# Behold! A Pale Horse...



## bairdco (Mar 4, 2016)

Picked up this Husky Industrial bike for $125 on sunday.

Sat around most of the day in what I call the "creative staring" mode, thinking up ideas.


----------



## bairdco (Mar 4, 2016)

On monday, I went to work on it. Junked most of the parts, tossed the frame and fork in the sandblaster, and dug thru my piles of parts.

Laced up some worksman wheels after their turn in the blaster, and started on the forks, bars, etc.

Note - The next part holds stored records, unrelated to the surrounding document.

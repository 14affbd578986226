//! The alert state machine store.
//!
//! [`AlertStore`] owns the canonical lifecycle of every alert:
//! `absent → pending → firing → resolved`, deduplicated by
//! [`Fingerprint`]. Each evaluation cycle reports per-rule observations;
//! the store applies the transition rules and hands back the transitions
//! that occurred so downstream routing can react without re-locking.
//!
//! A cycle that could not evaluate a rule at all (query failure) simply
//! does not call [`AlertStore::observe`] for it, which preserves the
//! previous state: missing data never auto-resolves an alert.

use std::collections::HashMap;
use std::sync::Arc;
use std::time::Duration;

use chrono::{DateTime, Utc};
use parking_lot::RwLock;
use tracing::{debug, info, warn};

use crate::types::{Alert, AlertState, Fingerprint, LABEL_ALERTNAME};

/// Configuration for the alert store.
#[derive(Debug, Clone)]
pub struct AlertStoreConfig {
    /// How long resolved alerts are kept before garbage collection.
    pub resolved_retention: Duration,
    /// Maximum number of alerts to keep.
    pub max_alerts: usize,
}

impl Default for AlertStoreConfig {
    fn default() -> Self {
        Self {
            resolved_retention: Duration::from_secs(300),
            max_alerts: 10_000,
        }
    }
}

/// One rule evaluation outcome, reported to the store each cycle.
#[derive(Debug, Clone)]
pub struct Observation {
    /// The alert's identity labels (must include `alertname`).
    pub labels: HashMap<String, String>,
    /// Annotations attached to the alert on creation.
    pub annotations: HashMap<String, String>,
    /// The observed value (burn rate or ratio).
    pub value: f64,
    /// How long the condition must hold before the alert fires.
    pub for_duration: Duration,
    /// Whether the rule's condition evaluated true this cycle.
    pub active: bool,
}

/// The kind of state change produced by an observation.
#[derive(Debug, Clone, Copy, PartialEq, Eq)]
pub enum TransitionKind {
    /// A new alert entered the pending state.
    Pending,
    /// An alert started firing.
    Fired,
    /// An active alert resolved.
    Resolved {
        /// Whether the alert had reached the firing state. Resolutions of
        /// never-fired pending alerts carry no notification downstream.
        was_firing: bool,
    },
}

/// A state change, with a snapshot of the alert after the change.
#[derive(Debug, Clone)]
pub struct Transition {
    /// What changed.
    pub kind: TransitionKind,
    /// The alert as of immediately after the transition.
    pub alert: Alert,
}

/// Thread-safe store owning all alert state.
///
/// All transitions for one fingerprint are serialized under the store's
/// write lock; observations for different fingerprints are independent
/// calls and may interleave freely.
#[derive(Debug)]
pub struct AlertStore {
    config: AlertStoreConfig,
    alerts: Arc<RwLock<HashMap<Fingerprint, Alert>>>,
}

impl AlertStore {
    /// Creates a store with default configuration.
    #[must_use]
    pub fn new() -> Self {
        Self::with_config(AlertStoreConfig::default())
    }

    /// Creates a store with custom configuration.
    #[must_use]
    pub fn with_config(config: AlertStoreConfig) -> Self {
        Self {
            config,
            alerts: Arc::new(RwLock::new(HashMap::new())),
        }
    }

    /// Returns the configuration.
    #[must_use]
    pub const fn config(&self) -> &AlertStoreConfig {
        &self.config
    }

    /// Applies one rule observation, returning the transition it caused.
    ///
    /// Re-observing an unchanged condition refreshes the alert's value and
    /// returns `None`; it never creates a second alert for the same label
    /// set.
    pub fn observe(&self, obs: Observation, now: DateTime<Utc>) -> Option<Transition> {
        let fingerprint = Fingerprint::of(&obs.labels);
        let mut alerts = self.alerts.write();

        if obs.active {
            Self::handle_active(&self.config, &mut alerts, fingerprint, obs, now)
        } else {
            Self::handle_inactive(&mut alerts, fingerprint, now)
        }
    }

    fn handle_active(
        config: &AlertStoreConfig,
        alerts: &mut HashMap<Fingerprint, Alert>,
        fingerprint: Fingerprint,
        obs: Observation,
        now: DateTime<Utc>,
    ) -> Option<Transition> {
        let for_duration = chrono::Duration::seconds(obs.for_duration.as_secs() as i64);

        if let Some(alert) = alerts.get_mut(&fingerprint) {
            if alert.is_active() {
                alert.refresh(obs.value);

                if alert.state == AlertState::Pending
                    && now.signed_duration_since(alert.active_at) >= for_duration
                {
                    alert.fire(now);
                    info!(
                        fingerprint = %fingerprint,
                        alertname = %alert.name(),
                        value = %obs.value,
                        "alert fired"
                    );
                    return Some(Transition {
                        kind: TransitionKind::Fired,
                        alert: alert.clone(),
                    });
                }

                debug!(fingerprint = %fingerprint, value = %obs.value, "alert value refreshed");
                return None;
            }
            // A resolved alert whose condition is true again starts a
            // fresh pending cycle below.
        } else if alerts.len() >= config.max_alerts {
            warn!(
                max_alerts = config.max_alerts,
                alertname = %obs.labels.get(LABEL_ALERTNAME).map_or("unknown", String::as_str),
                "alert cap reached, dropping new alert"
            );
            return None;
        }

        let mut alert = Alert::pending(obs.labels, obs.annotations, obs.value, now);
        if obs.for_duration.is_zero() {
            alert.fire(now);
            let transition = Transition {
                kind: TransitionKind::Fired,
                alert: alert.clone(),
            };
            info!(
                fingerprint = %fingerprint,
                alertname = %alert.name(),
                value = %obs.value,
                "alert fired immediately"
            );
            alerts.insert(fingerprint, alert);
            return Some(transition);
        }

        let transition = Transition {
            kind: TransitionKind::Pending,
            alert: alert.clone(),
        };
        debug!(
            fingerprint = %fingerprint,
            alertname = %alert.name(),
            "alert pending"
        );
        alerts.insert(fingerprint, alert);
        Some(transition)
    }

    fn handle_inactive(
        alerts: &mut HashMap<Fingerprint, Alert>,
        fingerprint: Fingerprint,
        now: DateTime<Utc>,
    ) -> Option<Transition> {
        let alert = alerts.get_mut(&fingerprint)?;
        if !alert.is_active() {
            return None;
        }

        let was_firing = alert.state == AlertState::Firing;
        alert.resolve(now);

        if was_firing {
            info!(
                fingerprint = %fingerprint,
                alertname = %alert.name(),
                "alert resolved"
            );
        } else {
            debug!(
                fingerprint = %fingerprint,
                alertname = %alert.name(),
                "pending alert cleared before firing"
            );
        }

        Some(Transition {
            kind: TransitionKind::Resolved { was_firing },
            alert: alert.clone(),
        })
    }

    /// Garbage-collects resolved alerts past the retention window and
    /// enforces the alert cap.
    pub fn gc(&self, now: DateTime<Utc>) {
        let mut alerts = self.alerts.write();
        let retention =
            chrono::Duration::seconds(self.config.resolved_retention.as_secs() as i64);
        let before = alerts.len();

        alerts.retain(|_, alert| {
            alert
                .resolved_at
                .is_none_or(|resolved_at| now.signed_duration_since(resolved_at) < retention)
        });

        // Enforce the cap by dropping the oldest resolved alerts first
        if alerts.len() > self.config.max_alerts {
            let mut to_remove: Vec<_> = alerts
                .iter()
                .filter(|(_, a)| a.state == AlertState::Resolved)
                .map(|(fp, a)| (*fp, a.resolved_at))
                .collect();
            to_remove.sort_by_key(|(_, t)| *t);

            let remove_count = alerts.len() - self.config.max_alerts;
            for (fp, _) in to_remove.into_iter().take(remove_count) {
                alerts.remove(&fp);
            }
        }

        let removed = before - alerts.len();
        if removed > 0 {
            debug!(removed, "garbage collected resolved alerts");
        }
    }

    /// Returns the alert with the given fingerprint.
    #[must_use]
    pub fn get(&self, fingerprint: Fingerprint) -> Option<Alert> {
        self.alerts.read().get(&fingerprint).cloned()
    }

    /// Returns snapshots for the given fingerprints, skipping any that
    /// have been garbage collected.
    #[must_use]
    pub fn by_fingerprints(&self, fingerprints: &[Fingerprint]) -> Vec<Alert> {
        let alerts = self.alerts.read();
        fingerprints
            .iter()
            .filter_map(|fp| alerts.get(fp).cloned())
            .collect()
    }

    /// Returns all currently firing alerts.
    #[must_use]
    pub fn firing(&self) -> Vec<Alert> {
        let alerts = self.alerts.read();
        alerts
            .values()
            .filter(|a| a.state == AlertState::Firing)
            .cloned()
            .collect()
    }

    /// Returns all alerts, ordered by activation time.
    #[must_use]
    pub fn all(&self) -> Vec<Alert> {
        let alerts = self.alerts.read();
        let mut all: Vec<_> = alerts.values().cloned().collect();
        all.sort_by_key(|a| (a.active_at, a.fingerprint));
        all
    }

    /// Returns the number of alerts currently held.
    #[must_use]
    pub fn count(&self) -> usize {
        self.alerts.read().len()
    }

    /// Restores alerts from a persisted snapshot.
    ///
    /// Fingerprints are recomputed from the labels; entries whose stored
    /// fingerprint disagrees are re-keyed rather than rejected.
    pub fn hydrate(&self, snapshot: Vec<Alert>) {
        let mut alerts = self.alerts.write();
        for mut alert in snapshot {
            let fingerprint = Fingerprint::of(&alert.labels);
            if fingerprint != alert.fingerprint {
                warn!(
                    stored = %alert.fingerprint,
                    computed = %fingerprint,
                    "snapshot fingerprint mismatch, re-keying alert"
                );
                alert.fingerprint = fingerprint;
            }
            alerts.insert(fingerprint, alert);
        }
        debug!(count = alerts.len(), "hydrated alert state");
    }

    /// Returns a stable-ordered snapshot of all alerts for persistence.
    #[must_use]
    pub fn snapshot(&self) -> Vec<Alert> {
        let alerts = self.alerts.read();
        let mut all: Vec<_> = alerts.values().cloned().collect();
        all.sort_by_key(|a| a.fingerprint);
        all
    }
}

impl Clone for AlertStore {
    fn clone(&self) -> Self {
        Self {
            config: self.config.clone(),
            alerts: Arc::clone(&self.alerts),
        }
    }
}

impl Default for AlertStore {
    fn default() -> Self {
        Self::new()
    }
}
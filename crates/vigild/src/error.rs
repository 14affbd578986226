//! Error types for the vigild HTTP API.

use axum::http::StatusCode;
use axum::response::{IntoResponse, Response};
use axum::Json;
use serde::{Deserialize, Serialize};
use thiserror::Error;
use vigil_alerts::AlertError;
use vigil_config::ConfigError;

/// Errors surfaced through the HTTP API.
#[derive(Debug, Error)]
pub enum ApiError {
    /// The request itself is malformed.
    #[error("invalid request: {0}")]
    InvalidRequest(String),

    /// A configuration document failed to load or validate.
    #[error(transparent)]
    Config(#[from] ConfigError),

    /// An alerting-core operation failed.
    #[error(transparent)]
    Alert(#[from] AlertError),
}

/// Result type for API handlers.
pub type ApiResult<T> = Result<T, ApiError>;

/// JSON body returned for every API error.
#[derive(Debug, Serialize, Deserialize)]
pub struct ErrorResponse {
    /// Machine-readable error category.
    pub error: String,
    /// Human-readable description.
    pub message: String,
}

impl ApiError {
    fn status(&self) -> (StatusCode, &'static str) {
        match self {
            Self::InvalidRequest(_) => (StatusCode::BAD_REQUEST, "invalid_request"),
            Self::Config(_) => (StatusCode::BAD_REQUEST, "invalid_config"),
            Self::Alert(err) => match err {
                AlertError::SilenceNotFound { .. } => (StatusCode::NOT_FOUND, "not_found"),
                AlertError::InvalidSilence { .. } | AlertError::InvalidMatcher { .. } => {
                    (StatusCode::BAD_REQUEST, "invalid_request")
                }
                AlertError::SerializationError(_) | AlertError::StorageError { .. } => {
                    (StatusCode::INTERNAL_SERVER_ERROR, "internal_error")
                }
            },
        }
    }
}

impl IntoResponse for ApiError {
    fn into_response(self) -> Response {
        let (status, category) = self.status();
        let body = ErrorResponse {
            error: category.to_string(),
            message: self.to_string(),
        };
        (status, Json(body)).into_response()
    }
}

Over the next three days I chopped and welded up some truss rods, modified some handlebars, destroyed some rod brake phillips bars, added a coaster brake bracket, mechanical limkage for the front drum brake, chopped the seat tube at the top tube and made a custom layback post, then sandblasted every single part and sprayed it all with a matte clear so it's colourless. Hence the "pale horse" name.

3 days, start to finish (I get obsessed sometimes,) and this bomb-proof flat tracker is finished...


----------



## bairdco (Mar 4, 2016)

More pics


----------



## syclesavage (Mar 5, 2016)

Sweet nice ride


----------



## bikewhorder (Mar 5, 2016)

That's cool, and I bet it stops with authority!  It think you need a rear drum to balance it out.


----------



## tech549 (Mar 5, 2016)

awesome,my staring modes never worked like that!!!!


----------



## bairdco (Mar 7, 2016)

Added a 51t chainring, a kmc "rustbuster" chain, and custom made a million candle power rechargeable headlight.


----------



## sludgeguy (Mar 9, 2016)

It looks really nice!
Thanks for posting it.


----------



## bairdco (Mar 9, 2016)

Thanks guys. Not exactly an old bike, but it has the look of one. And rides awesome!


----------